If a building or surface becomes defaced with graffiti, the first step most people take is to get rid of the graffiti on their own. Here are three do-it-yourself graffiti removal tips.
Public buildings and even residential homes can often become the targets of graffiti “artists,” people who prefer to leave a mark on a surface and have no issue with the fact they don’t own the surface, and the owners may not wish to see such destruction done to the building they own or the city takes care of with taxpayer money.
Some options can be used to handle this issue.
Not all are effective in every scenario, and sometimes the result is hiring a specialist to make sure the job is handled satisfactorily.
However, below are three common approaches for the average person to clean graffiti, say the experts at cleanlink.com.
Work From the Outside In
For any graffiti on surfaces outside, it is essential to start with the outermost edges and work inward.
This method decreases the chance of a spot of spray paint spreading to an area you just cleaned, making it necessary to do the job twice in some locations.
Baking Soda Based Products or Gels, Depending on the Surface
For masonry, brick, and concrete, usually, a baking soda-based product will help remove various materials used for graffiti.
Meanwhile, if you happen to be dealing with graffiti on a window, a graffiti removing gel may be necessary.
For all of these surfaces, it is wise to avoid cleaning materials that are too abrasive, as they can damage the surface and leave marks that look as bad as the graffiti currently defacing the surface – and they may look worse. The Conversation has a great article on this.
Try Pressure Washing
Chalk is a material that is easily removed using pressure washing.
Other products used to create graffiti may come off when under the high pressure of that volume of water.
It is a good idea to choose an effective way to get the graffiti off the surface at hand, and Graffiti Removal needs to involve whatever method is most effective to see the desired results.
Pressure washing is at the very least a good starting point.
From there, you can choose different products or approaches to see if you can get more of the graffiti off of the concrete, brick, or other surfaces.
When dealing with graffiti, there are a couple of rookie mistakes that people make.
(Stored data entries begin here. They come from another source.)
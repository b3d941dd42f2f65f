//! Per-entity render flags.

use bitflags::bitflags;

bitflags! {
    /// Flags controlling how an entity's surfaces are drawn.
    #[derive(Clone, Copy, Debug, Default, PartialEq, Eq, Hash)]
    pub struct RenderFlags: u32 {
        /// Skip the entity entirely.
        const HIDDEN = 1 << 0;
        /// Exclude from the shadow view.
        const NO_SHADOW = 1 << 1;
        /// Draw in the wireframe pass instead of the opaque pass.
        const WIREFRAME = 1 << 2;
        /// Debug visualization: force flat shading.
        const DEBUG_SOLID = 1 << 3;
        /// Mark the surface in the stencil buffer for post effects.
        const STENCIL_MARK = 1 << 4;
    }
}

impl RenderFlags {
    /// Returns true if the entity should not be committed to any view.
    #[inline]
    pub const fn is_hidden(self) -> bool {
        self.contains(Self::HIDDEN)
    }

    /// Returns true if the entity participates in the shadow view.
    #[inline]
    pub const fn casts_shadow(self) -> bool {
        !self.contains(Self::NO_SHADOW)
    }
}

#[cfg(test)]
mod tests {
    use super::*;

    #[test]
    fn default_draws_everywhere() {
        let flags = RenderFlags::default();
        assert!(!flags.is_hidden());
        assert!(flags.casts_shadow());
    }

    #[test]
    fn no_shadow_excludes_shadow_view_only() {
        let flags = RenderFlags::NO_SHADOW;
        assert!(!flags.is_hidden());
        assert!(!flags.casts_shadow());
    }
}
One is only to treat the area where the graffiti is.
That leaves uneven surfaces and typically shows up on the surface once the paint or other markings are gone.
Instead, treat large areas of the wall.
That way, once the graffiti is gone, you have a more challenging time discerning where the graffiti was.
If the graffiti is redone, new efforts will have to be made to clean the area.
Repainting that area of the wall – or more likely the entire wall – may be an option to consider as well.
It is all about what is most effective and least expensive to complete the task quickly.